Il est bien loin le temps où Bobby Gillespie jouait de la caisse claire derrière les frères Reid. C’était le temps où une apparition de Jesus and Mary Chain provoquait encore des émeutes, le temps où un concert des frères siamois écossais pouvait ne durer que 10 minutes – 10 minutes de bordel électrifié, puis une semaine pour ranger et faire le ménage. Par la suite, Bobby a formé son propre groupe et tout ce beau monde – Jesus, My Bloody Valentine, Ride et Primal Scream – figura le temps d’une saison sur le catalogue du label Creation d’Alan McGee. C’était au tout début des nineties. Chose étrange, à cette époque bénie du larsen, McGee était déjà un fervent supporter des Glasgow Rangers, Gillespie un inconditionnel du Celtic, et ça ne les empêchait pas pour autant de travailler ensemble – la preuve, si besoin en était, que la musique peut parfois abolir les frontières et réconcilier les cultures. Aujourd’hui, la messe est dite : les Rangers, suite à un redressement judiciaire, sont descendus en 3e division et quant aux shoegazers, ils ont la vue qui baisse et un début de brioche – des symptômes que l’on dit irréversibles et qui, désormais, leur interdisent de se perdre dans la contemplation de leurs pieds. Jim et William Reid sont rangés des voitures et Kevin Shields, tout juste bon à recycler des morceaux pour les BO de Sofia Coppola, quand il ne se perd pas en boursouflure noise type M B V, histoire de nous fourguer les chutes de Loveless vingt ans après. Mais les lunettes, la carte vermeil et les flatulences d’outre-tombe, très peu pour Bobby, merci pour lui. Bobby, lui, se porte comme un charme, plus svelte que Mick Jagger – c’est pour dire -, et sa focale est bien braquée sur 2013. Pas ailleurs.

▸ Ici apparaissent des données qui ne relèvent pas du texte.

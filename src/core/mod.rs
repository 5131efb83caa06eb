pub mod field;
pub mod form;
pub mod step;

use serde::{Deserialize, Serialize};
use std::borrow::Borrow;
use std::fmt;

/// Shared name of a form field. Checkbox groups share one name across options.
#[derive(Debug, Clone, PartialEq, Eq, Hash, PartialOrd, Ord, Serialize, Deserialize)]
#[serde(transparent)]
pub struct FieldName(String);

impl FieldName {
    pub fn new(value: impl Into<String>) -> Self {
        Self(value.into())
    }

    pub fn as_str(&self) -> &str {
        self.0.as_str()
    }
}

impl fmt::Display for FieldName {
    fn fmt(&self, f: &mut fmt::Formatter<'_>) -> fmt::Result {
        f.write_str(self.as_str())
    }
}

impl Borrow<str> for FieldName {
    fn borrow(&self) -> &str {
        self.as_str()
    }
}

impl AsRef<str> for FieldName {
    fn as_ref(&self) -> &str {
        self.as_str()
    }
}

impl From<String> for FieldName {
    fn from(value: String) -> Self {
        Self(value)
    }
}

impl From<&str> for FieldName {
    fn from(value: &str) -> Self {
        Self(value.to_string())
    }
}

impl From<&String> for FieldName {
    fn from(value: &String) -> Self {
        Self(value.clone())
    }
}

impl PartialEq<str> for FieldName {
    fn eq(&self, other: &str) -> bool {
        self.0 == other
    }
}

impl PartialEq<&str> for FieldName {
    fn eq(&self, other: &&str) -> bool {
        self.0 == *other
    }
}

Sur More Light, Primal Scream n’y va pas par quatre chemins : 13 morceaux, rien que ça, et 6 de plus sur l’édition CD gatefold, excusez du peu. Bien sûr, les fidèles clients de la Maison Primal Scream reconnaîtront certains modèles des collections passées, tels les rituels pastiches des Rolling Stones, ajourés de cuivres et autres breloques, ainsi que le fameux groove psyché écossais qui vient fleurir la track list jusqu’au bout du sillon. Que voulez-vous ? C’est comme de la compulsion, ou un geste nerveux, on ne se refait pas. Quand on est un escroc c’est pour la vie. Bobby le sait bien, lui qui ne rate jamais une occasion de mettre en avant ses talents de faussaire. Succès garanti. Entre parenthèses, il y a d’ailleurs là une espèce de filiation, les Stones étant de leur côté, eux aussi, des faussaires de génie. Donc rien de scandaleux, en somme. Des musiciens de renom comme Robert Plant viennent qui plus est aider les petites mains dans l’atelier de confection. Du bel ouvrage, fait sur mesure. Un brin mégalo, certes, comme le single intitulé 2013, mais il faut ce qu’il faut. Le tout forme une collection printemps/été produite de main de maître par David Holmes, le complice de Steven Soderbergh sur les BO de Hors d’atteinte et de la série des Ocean’s. Haute couture, oui, dans un style à la fois opulent et raffiné, fait de broderies pop et de fins lamés. Voilà pour la base mais, mis à part ça, l’album recèle quelques coups bien punchy (Culturecide, Sideman), des ballades ouvragées (Goodbye Johnny, Walking with the Beast) et se permet aussi des digressions surprenantes comme la plage free jazz sur le magnifique River of Pain.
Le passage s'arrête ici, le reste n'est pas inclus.